On a Group Under Which Symmetric Reed-Muller Codes are Invariant
Sibel Kurt Toplu, Talha Arikan, Pinar AydoğDu, OğUz Yayla
TL;DR
This work investigates which linear automorphisms leave symmetric Reed-Muller codes invariant, focusing on SRM codes defined via $E_q(n,r)$ and the evaluation set $\Omega_q(n)$. The authors derive explicit invariant subgroups for $n=2$ and $n=3$, identifying a GL(2,q) subgroup $M$ and a GL(3,q) subgroup $K$ that preserve SRM codes for appropriate parameter ranges, and they provide concrete examples to illustrate the results. They further show these invariant groups sit inside the affine group, suggesting an affine-algebraic structure governing SRM symmetries, and they propose a general conjectural subgroup $M = \{ P((b-a)I_n + aJ_n) \}$ for arbitrary $n$ with $q>r>\frac{n(n-1)}{2}$, while acknowledging that a complete automorphism characterization for all $n$ remains open. The findings advance our understanding of SRM symmetries and lay groundwork for exploiting these automorphisms in decoding and code-design contexts, while highlighting key open problems in full automorphism group determination. Overall, the paper narrows the gap between known RM/GRM invariances and the tailored symmetry properties of SRM codes, guiding future work on generalized invariance for higher dimensions.
Abstract
The Reed-Muller codes are a family of error-correcting codes that have been widely studied in coding theory.
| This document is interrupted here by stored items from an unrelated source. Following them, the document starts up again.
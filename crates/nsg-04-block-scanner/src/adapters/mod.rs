//! # Adapters Layer

pub mod unscan_sink;

pub use unscan_sink::StoreUnscanSink;
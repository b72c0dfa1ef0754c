//! # Domain Errors

use std::time::Duration;
use thiserror::Error;

/// A downstream observer rejected a notification.
#[derive(Debug, Clone, Error)]
#[error("Observer rejected notification: {0}")]
pub struct ObserverError(pub String);

/// The unscan record sink could not persist a record.
#[derive(Debug, Clone, Error)]
#[error("Failed to record unscanned work: {0}")]
pub struct SinkError(pub String);

/// Block-level pipeline errors.
#[derive(Debug, Clone, Error)]
pub enum PipelineError {
    /// Not every result arrived before the stall timeout; the whole block
    /// was recorded for rescan.
    #[error("Pipeline stalled at height {height}: {received}/{expected} results after {timeout:?}")]
    Stalled {
        /// Block height.
        height: u64,
        /// Results processed.
        received: usize,
        /// Results expected.
        expected: usize,
        /// Stall timeout applied.
        timeout: Duration,
    },

    /// Some units failed; each failure was recorded for rescan.
    #[error(
        "Block {height} incomplete: {extraction_failures} extraction failures, \
         {notification_failures} notification failures"
    )]
    Incomplete {
        /// Block height.
        height: u64,
        /// Units whose extraction failed.
        extraction_failures: usize,
        /// Units whose entries an observer rejected.
        notification_failures: usize,
    },
}
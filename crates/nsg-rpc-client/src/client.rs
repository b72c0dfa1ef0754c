//! HTTP implementation of [`ChainClient`].

use async_trait::async_trait;
use nsg_types::{AssetBalance, BlockHeader, ChainClient, ChainClientError, Transaction};
use reqwest::{Client, RequestBuilder};
use serde::de::DeserializeOwned;
use serde_json::{json, Value};
use thiserror::Error;
use tracing::{debug, info, warn};

use crate::config::ClientConfig;
use crate::types::{
    broadcast_rejection, decode_response, AssetBalanceResponse, BalanceResponse, BlockResponse,
    HeightResponse, TransactionsResponse,
};

/// Network magic expected by the peer endpoint.
pub const NETWORK_MAGIC: &str = "594fe0f3";

/// Peer protocol version header value.
pub const PEER_VERSION: &str = "''";

/// Errors building the client.
#[derive(Debug, Error)]
pub enum ClientError {
    /// The HTTP client could not be constructed.
    #[error("HTTP client setup failed: {0}")]
    Http(#[from] reqwest::Error),
}

/// NSG node API client.
pub struct NsgRpcClient {
    client: Client,
    config: ClientConfig,
}

impl NsgRpcClient {
    /// Create a client for `config.server_api`.
    pub fn new(config: ClientConfig) -> Result<Self, ClientError> {
        let client = Client::builder()
            .timeout(config.request_timeout())
            .connect_timeout(config.connect_timeout())
            .build()?;
        Ok(Self { client, config })
    }

    /// Configuration in use.
    pub fn config(&self) -> &ClientConfig {
        &self.config
    }

    async fn send(&self, request: RequestBuilder) -> Result<(u16, String), ChainClientError> {
        let response = request.send().await.map_err(|e| {
            if e.is_connect() {
                ChainClientError::Connection(format!("Cannot connect to {}", self.config.server_api))
            } else if e.is_timeout() {
                ChainClientError::Connection(format!("Request timed out: {}", e))
            } else {
                ChainClientError::Connection(e.to_string())
            }
        })?;
        let status = response.status().as_u16();
        let body = response
            .text()
            .await
            .map_err(|e| ChainClientError::InvalidResponse(e.to_string()))?;
        Ok((status, body))
    }

    async fn get<T: DeserializeOwned>(&self, path: &str) -> Result<T, ChainClientError> {
        let url = self.config.url(path);
        debug!(%url, "GET");
        let (status, body) = self.send(self.client.get(&url)).await?;
        decode_response(status, &body)
    }

    fn peer_post(&self, body: &Value) -> RequestBuilder {
        self.client
            .post(self.config.url("/peer/transactions"))
            .header("magic", NETWORK_MAGIC)
            .header("version", PEER_VERSION)
            .json(body)
    }
}

#[async_trait]
impl ChainClient for NsgRpcClient {
    async fn get_height(&self) -> Result<u64, ChainClientError> {
        let response: HeightResponse = self.get("/api/blocks/getHeight").await?;
        Ok(response.height)
    }

    async fn get_block_by_height(&self, height: u64) -> Result<BlockHeader, ChainClientError> {
        let response: BlockResponse = self
            .get(&format!("/api/blocks/get?height={}", height))
            .await?;
        response
            .block
            .ok_or_else(|| ChainClientError::NotFound(format!("block at height {}", height)))
    }

    async fn get_transactions_by_block(
        &self,
        block_id: &str,
    ) -> Result<Vec<Transaction>, ChainClientError> {
        let response: TransactionsResponse = self
            .get(&format!("/api/transactions?blockId={}", block_id))
            .await?;
        Ok(response.transactions)
    }

    async fn get_transaction(&self, id: &str) -> Result<Transaction, ChainClientError> {
        let response: TransactionsResponse = self
            .get(&format!("/api/uia/transactions/get?id={}", id))
            .await?;
        response
            .transactions
            .into_iter()
            .next()
            .ok_or_else(|| ChainClientError::NotFound(format!("transaction {}", id)))
    }

    async fn get_balance(&self, address: &str) -> Result<u64, ChainClientError> {
        let response: BalanceResponse = self
            .get(&format!("/api/accounts/getBalance?address={}", address))
            .await?;
        Ok(response.balance)
    }

    async fn get_asset_balance(
        &self,
        address: &str,
        currency: &str,
    ) -> Result<AssetBalance, ChainClientError> {
        let response: AssetBalanceResponse = self
            .get(&format!("/api/uia/balances/{}/{}", address, currency))
            .await?;
        response
            .balance
            .ok_or_else(|| ChainClientError::NotFound(format!("{} balance of {}", currency, address)))
    }

    async fn broadcast(&self, signed_tx_json: &str, retries: u32) -> Result<(), ChainClientError> {
        let transaction: Value = serde_json::from_str(signed_tx_json).map_err(|e| {
            ChainClientError::InvalidResponse(format!("signed transaction is not JSON: {}", e))
        })?;
        let body = json!({ "transaction": transaction });

        let attempts = retries.max(1);
        let mut last_error = String::new();
        for attempt in 1..=attempts {
            let (_, response) = self.send(self.peer_post(&body)).await?;
            match broadcast_rejection(&response) {
                None => {
                    info!(attempt, "transaction accepted by node");
                    return Ok(());
                }
                Some(reason) => {
                    warn!(attempt, attempts, %reason, "broadcast rejected");
                    last_error = reason;
                }
            }
            if attempt < attempts {
                tokio::time::sleep(self.config.broadcast_retry_delay()).await;
            }
        }

        Err(ChainClientError::BroadcastRejected {
            attempts,
            message: last_error,
        })
    }
}
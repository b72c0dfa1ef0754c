//! # NSG Scanner Runtime
//!
//! Wiring for the `scanner-runtime` binary.
//!
//! ## Startup Sequence
//!
//! 1. Install logging (`RUST_LOG`, default `info`)
//! 2. Load [`RuntimeConfig`] from the environment
//! 3. Open the store and the node client
//! 4. Either broadcast `NSG_SUBMIT_RAW` and exit, or
//! 5. Register the logging observer and watch-list resolver, then run the
//!    scan loop until Ctrl+C

#![warn(missing_docs)]
#![warn(clippy::all)]

pub mod config;
pub mod observer;
pub mod storage;

use std::sync::Arc;

use nsg_02_chain_store::ChainStateStore;
use nsg_03_tx_extraction::AddressBook;
use nsg_04_block_scanner::BlockScanner;
use nsg_types::ChainClient;

pub use config::{ConfigError, RuntimeConfig, StorageBackend};
pub use observer::LoggingObserver;
pub use storage::open_store;

/// Resolver over the configured watch list.
pub fn watch_list_resolver(config: &RuntimeConfig) -> AddressBook {
    AddressBook::from_pairs(
        config
            .watch
            .iter()
            .map(|(address, key)| (address.as_str(), key.as_str())),
    )
}

/// Build a scanner with the logging observer and watch-list resolver
/// attached.
pub fn build_scanner(
    config: &RuntimeConfig,
    client: Arc<dyn ChainClient>,
    store: Arc<ChainStateStore>,
    observer: Arc<LoggingObserver>,
) -> BlockScanner {
    let scanner = BlockScanner::new(config.scanner.clone(), client, store);
    scanner.add_observer(observer);
    scanner.set_resolver(Some(Arc::new(watch_list_resolver(config))));
    scanner
}

/// Crate version
pub const VERSION: &str = env!("CARGO_PKG_VERSION");

#[cfg(test)]
mod tests {
    use super::*;
    use nsg_04_block_scanner::BlockScannerApi;
    use nsg_types::{MockChainClient, Transaction, TxType};

    #[test]
    fn test_version() {
        assert!(!VERSION.is_empty());
    }

    #[tokio::test]
    async fn test_built_scanner_logs_watched_entries() {
        let config = RuntimeConfig::from_lookup(|key| match key {
            "NSG_SERVER_API" => Some("http://node".to_string()),
            "NSG_WATCH_ADDRESSES" => Some("NA=acct-a".to_string()),
            _ => None,
        })
        .unwrap();
        let client = Arc::new(MockChainClient::with_linked_chain(10));
        client.put_block_transactions(
            "block-9",
            vec![Transaction {
                id: "t1".into(),
                tx_type: TxType::Transfer,
                sender_id: "NX".into(),
                recipient_id: "NA".into(),
                amount: 100,
                ..Default::default()
            }],
        );
        let store = Arc::new(ChainStateStore::in_memory("NSG"));
        let observer = Arc::new(LoggingObserver::new());

        let scanner = build_scanner(&config, client, store, observer.clone());
        scanner.start();
        scanner.scan_block_task().await.unwrap();

        assert_eq!(observer.entries_seen(), 1);
    }
}
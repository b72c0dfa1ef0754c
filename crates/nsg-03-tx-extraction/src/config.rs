//! # Pipeline Configuration

use serde::{Deserialize, Serialize};
use std::time::Duration;

/// Default number of concurrent extraction units.
pub const DEFAULT_MAX_EXTRACTING: usize = 10;

/// Extraction pipeline configuration.
#[derive(Clone, Debug, Serialize, Deserialize)]
pub struct PipelineConfig {
    /// Chain symbol stamped on records and derived ids.
    pub symbol: String,
    /// Decimal exponent of the base currency.
    pub decimals: u32,
    /// Maximum concurrent extraction units per block.
    pub max_extracting: usize,
    /// Upper bound on waiting for a block's results, in seconds.
    pub stall_timeout_secs: u64,
}

impl Default for PipelineConfig {
    fn default() -> Self {
        Self {
            symbol: nsg_types::SYMBOL.to_string(),
            decimals: nsg_types::DECIMALS,
            max_extracting: DEFAULT_MAX_EXTRACTING,
            stall_timeout_secs: 120,
        }
    }
}

impl PipelineConfig {
    /// Create a config for testing (short stall timeout).
    pub fn for_testing() -> Self {
        Self {
            max_extracting: 4,
            stall_timeout_secs: 2,
            ..Self::default()
        }
    }

    /// Stall timeout as a duration.
    pub fn stall_timeout(&self) -> Duration {
        Duration::from_secs(self.stall_timeout_secs)
    }
}

#[cfg(test)]
mod tests {
    use super::*;

    #[test]
    fn test_default_config() {
        let config = PipelineConfig::default();
        assert_eq!(config.symbol, "NSG");
        assert_eq!(config.decimals, 8);
        assert_eq!(config.max_extracting, 10);
    }

    #[test]
    fn test_testing_config() {
        assert_eq!(PipelineConfig::for_testing().stall_timeout(), Duration::from_secs(2));
    }
}
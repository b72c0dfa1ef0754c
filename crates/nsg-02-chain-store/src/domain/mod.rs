//! # Domain Layer

pub mod entities;
pub mod errors;
pub mod keys;

pub use entities::ScanCursor;
pub use errors::{KVStoreError, StoreError};
pub use keys::KeyLayout;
In 2020, Wei Yan and Sian-Jheng Lin introduced a variant of Reed-Muller codes so called symmetric Reed-Muller codes. We investigate linear maps of the automorphism group of symmetric Reed-Muller codes and show that the set of these linear maps forms a subgroup of the general linear group, which is the automorphism group of punctured Reed-Muller codes. We provide a method to determine all the automorphisms in this subgroup explicitly for some special cases.